My Dolby Atmos Demo was Over the Top

5/17/2012 2:17:26 PM

by Jeremy J. Glowacki

Having read about the ceiling speaker aspect of Dolby’s new Atmos commercial movie theater surround sound technology, I was very curious to experience it first hand during my visit to Dolby Laboratories headquarters in San Francisco this week.

The first thing I learned after sitting down in the company’s private screening room/mixing stage for a demo, was that Atmos was never intended to be a theme park attraction. The company is treating its new format very seriously and plans a full roll out of the new technology with the hopes that studios will embrace Atmos production tools and mixing techniques and that movie theater company will start retrofitting their best rooms first, with more to follow after that.

 Atmos wall
 Atmos Ceiling
Dolby technicians added these full-range surround speakers (top photo) and ceiling surround speakers (bottom photo) into the movie theater/mixing stage at their headquarters, to showcase and mix movie soundtracks using Atmos.

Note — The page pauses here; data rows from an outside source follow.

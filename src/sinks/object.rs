//! Object-store sink backed by S3.
//!
//! Uploads the full normalized batch as a single JSON object under the
//! `raw-news/` prefix with a timestamped name. One all-or-nothing
//! operation per run.

use aws_sdk_s3::Client;
use aws_sdk_s3::error::DisplayErrorContext;
use aws_sdk_s3::primitives::ByteStream;
use tracing::{error, info, instrument};

use crate::error::SinkError;
use crate::models::NormalizedArticle;
use crate::utils::artifact_timestamp;

/// Key prefix every uploaded batch lands under.
pub const KEY_PREFIX: &str = "raw-news";

/// Sink uploading the batch document to a bucket.
#[derive(Debug, Clone)]
pub struct ObjectSink {
    client: Client,
    bucket: String,
}

impl ObjectSink {
    /// Create a sink against a named bucket.
    pub fn new(client: Client, bucket: impl Into<String>) -> Self {
        Self {
            client,
            bucket: bucket.into(),
        }
    }

    /// Upload a normalized batch as one JSON object.
    ///
    /// # Returns
    ///
    /// The `s3://bucket/key` location of the uploaded object.
    #[instrument(level = "info", skip_all, fields(bucket = %self.bucket))]
    pub async fn write_batch(&self, articles: &[NormalizedArticle]) -> Result<String, SinkError> {
        let json = super::encode_batch(articles)?;
        let key = object_key(&artifact_timestamp());

        match self
            .client
            .put_object()
            .bucket(&self.bucket)
            .key(&key)
            .body(ByteStream::from(json.into_bytes()))
            .content_type("application/json")
            .send()
            .await
        {
            Ok(_) => {
                let location = format!("s3://{}/{}", self.bucket, key);
                info!(%location, count = articles.len(), "Uploaded news batch");
                Ok(location)
            }
            Err(e) => {
                let detail = format!("{}", DisplayErrorContext(e));
                error!(%key, error = %detail, "Object upload rejected");
                Err(SinkError::Storage(detail))
            }
        }
    }
}

/// Build the object key for a batch uploaded at `stamp`.
fn object_key(stamp: &str) -> String {
    format!("{KEY_PREFIX}/news_{stamp}.json")
}

#[cfg(test)]
mod tests {
    use super::*;

    #[test]
    fn test_object_key_shape() {
        assert_eq!(
            object_key("20240101_083000"),
            "raw-news/news_20240101_083000.json"
        );
    }
}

I won’t delve into all of the technical details of Atmos, because that’s what a well-written white paper is for (click here for that), but I will say that in a nutshell the goal is to enable more discrete surround sound experiences (like the sound of a bird chirping in the back left corner of the theater) and create much smoother panning effects around or over a room by using new tools in the post-production process and adding full range speakers to the entire room, instead of just behind the screen.

The results were truly over the top. A custom audio clip created for a cell phone company promo featuring a engine blowing up, literally gave me chills. Then the patter an animated character running “past” the screen made me want to turn my head to see where he went. A demo to showcase the panning tool itself was most helpful in illustrating how Atmos will improve the audio experience in the theater. We were shown how a traditional 7.1 surround set up could leave gaps in the effects surrounding the audience or muddle ambient room effects in a crowded restaurant scene, for example. With the addition of a lot more surround speakers that are full-range, thus timbre-matched to the speakers behind the screen, the Atmos panning sounded seamless and balanced around and above the room. And yet for an effect where a sound needs to jump from the front of the auditorium to the back without the it carrying overhead, the system was equally effective.

The first feature film to be produced for Atmos will be Disney Pixar’s Brave, which will premiere June 22. Retrofits for a single screen in each of the major markets is underway and should be ready in time for that release.

I hope that many films and screens will be adapted to the Atmos format. It’s a lot cooler than 3D and though it may not specifically draw theatergoers to the movies, it will make the experience when they get there something they won’t forget.